**Instructions for the task:** In the data below, how many lines include the string "HTTP"? Give only the number.

Collected data:

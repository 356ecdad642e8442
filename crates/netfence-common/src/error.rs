//! Error types for netfence
//!
//! Errors are structured with fields to aid debugging in production.
//! Each variant maps to one failure category of the reconciliation core:
//! building the desired object graph, talking to the networking backend and
//! the initial cache warm-up.

use thiserror::Error;

/// Main error type for netfence operations
#[derive(Debug, Error)]
pub enum Error {
    /// Kubernetes API error
    #[error("kubernetes error: {source}")]
    Kube {
        /// The underlying kube-rs error
        #[from]
        source: kube::Error,
    },

    /// The SecurityPolicy could not be translated into backend objects
    #[error("build error for {policy}: {message}")]
    Build {
        /// Name of the SecurityPolicy being translated
        policy: String,
        /// Description of what's invalid
        message: String,
        /// The invalid field path (e.g., "spec.rules[0].ports[1]")
        field: Option<String>,
    },

    /// Networking backend request failed
    #[error("backend error [{operation}]: {message}")]
    Backend {
        /// Backend operation that failed (e.g., "patch_infra", "list_groups")
        operation: String,
        /// HTTP status code, when the backend answered at all
        status: Option<u16>,
        /// Description of what failed
        message: String,
    },

    /// Initial listing of one object kind failed
    #[error("initial sync of {kind} failed: {source}")]
    Sync {
        /// Object kind whose listing failed
        kind: String,
        /// The underlying failure
        #[source]
        source: Box<Error>,
    },

    /// Serialization/deserialization error
    #[error("serialization error: {message}")]
    Serialization {
        /// Description of what failed
        message: String,
        /// The object kind being serialized (if known)
        kind: Option<String>,
    },

    /// Internal/operational error
    #[error("internal error [{context}]: {message}")]
    Internal {
        /// Description of what failed
        message: String,
        /// Context where the error occurred (e.g., "sync", "controller")
        context: String,
    },
}

impl Error {
    /// Create a build error for the named SecurityPolicy
    pub fn build(policy: impl Into<String>, msg: impl Into<String>) -> Self {
        Self::Build {
            policy: policy.into(),
            message: msg.into(),
            field: None,
        }
    }

    /// Create a build error pointing at a specific field
    pub fn build_for_field(
        policy: impl Into<String>,
        field: impl Into<String>,
        msg: impl Into<String>,
    ) -> Self {
        Self::Build {
            policy: policy.into(),
            message: msg.into(),
            field: Some(field.into()),
        }
    }

    /// Create a backend error without an HTTP status (transport failure)
    pub fn backend(operation: impl Into<String>, msg: impl Into<String>) -> Self {
        Self::Backend {
            operation: operation.into(),
            status: None,
            message: msg.into(),
        }
    }

    /// Create a backend error for a non-success HTTP response
    pub fn backend_status(
        operation: impl Into<String>,
        status: u16,
        msg: impl Into<String>,
    ) -> Self {
        Self::Backend {
            operation: operation.into(),
            status: Some(status),
            message: msg.into(),
        }
    }

    /// Wrap an error raised while listing `kind` during initial sync
    pub fn sync(kind: impl Into<String>, source: Error) -> Self {
        Self::Sync {
            kind: kind.into(),
            source: Box::new(source),
        }
    }

    /// Create a serialization error with object kind context
    pub fn serialization_for_kind(kind: impl Into<String>, msg: impl Into<String>) -> Self {
        Self::Serialization {
            message: msg.into(),
            kind: Some(kind.into()),
        }
    }

    /// Create an internal error with context
    pub fn internal_with_context(context: impl Into<String>, msg: impl Into<String>) -> Self {
        Self::Internal {
            message: msg.into(),
            context: context.into(),
        }
    }

    /// Check if this error is retryable
    ///
    /// Build and serialization errors need an input change. Backend errors
    /// are retryable unless the backend rejected the request (4xx).
    pub fn is_retryable(&self) -> bool {
        match self {
            Error::Kube { source } => !matches!(
                source,
                kube::Error::Api(ae) if (400..500).contains(&ae.code)
            ),
            Error::Build { .. } => false,
            Error::Backend { status, .. } => !matches!(status, Some(code) if (400..500).contains(code)),
            Error::Sync { source, .. } => source.is_retryable(),
            Error::Serialization { .. } => false,
            Error::Internal { .. } => true,
        }
    }

    /// Get the SecurityPolicy name if this error is tied to one
    pub fn policy(&self) -> Option<&str> {
        match self {
            Error::Build { policy, .. } => Some(policy),
            _ => None,
        }
    }

    /// HTTP status reported by the backend, if any
    pub fn status(&self) -> Option<u16> {
        match self {
            Error::Backend { status, .. } => *status,
            Error::Sync { source, .. } => source.status(),
            _ => None,
        }
    }
}

impl From<serde_json::Error> for Error {
    fn from(e: serde_json::Error) -> Self {
        Self::Serialization {
            message: e.to_string(),
            kind: None,
        }
    }
}

#[cfg(test)]
mod tests {
    use super::*;

    /// Story: an invalid SecurityPolicy surfaces as a non-retryable build error
    #[test]
    fn story_build_errors_need_input_change() {
        let err = Error::build_for_field("web-allow", "spec.rules[0]", "appliedTo is required");
        assert!(err.to_string().contains("web-allow"));
        assert!(err.to_string().contains("appliedTo"));
        assert_eq!(err.policy(), Some("web-allow"));
        assert!(!err.is_retryable());

        match &err {
            Error::Build { field, .. } => assert_eq!(field.as_deref(), Some("spec.rules[0]")),
            _ => panic!("Expected Build variant"),
        }
    }

    /// Story: backend rejections are terminal, transport failures are not
    #[test]
    fn story_backend_error_retryability() {
        assert!(Error::backend("patch_infra", "connection reset").is_retryable());
        assert!(Error::backend_status("patch_infra", 503, "unavailable").is_retryable());
        assert!(!Error::backend_status("patch_infra", 400, "invalid rule").is_retryable());
        assert!(!Error::backend_status("patch_infra", 403, "forbidden").is_retryable());
    }

    /// Story: sync errors keep the kind that failed and the backend detail
    #[test]
    fn story_sync_error_wraps_listing_failure() {
        let err = Error::sync("group", Error::backend_status("list_groups", 500, "boom"));
        assert!(err.to_string().contains("initial sync of group failed"));
        assert!(err.to_string().contains("boom"));
        assert_eq!(err.status(), Some(500));
        assert!(err.is_retryable());
    }

    #[test]
    fn test_internal_error_carries_context() {
        let err = Error::internal_with_context("sync", "unexpected state");
        assert!(err.to_string().contains("[sync]"));
        assert!(err.is_retryable());
        assert_eq!(err.policy(), None);
    }

    #[test]
    fn test_serde_json_conversion() {
        let parse: std::result::Result<serde_json::Value, _> = serde_json::from_str("{");
        let err: Error = parse.unwrap_err().into();
        assert!(matches!(err, Error::Serialization { .. }));
        assert!(!err.is_retryable());
    }
}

**Answer section:** 4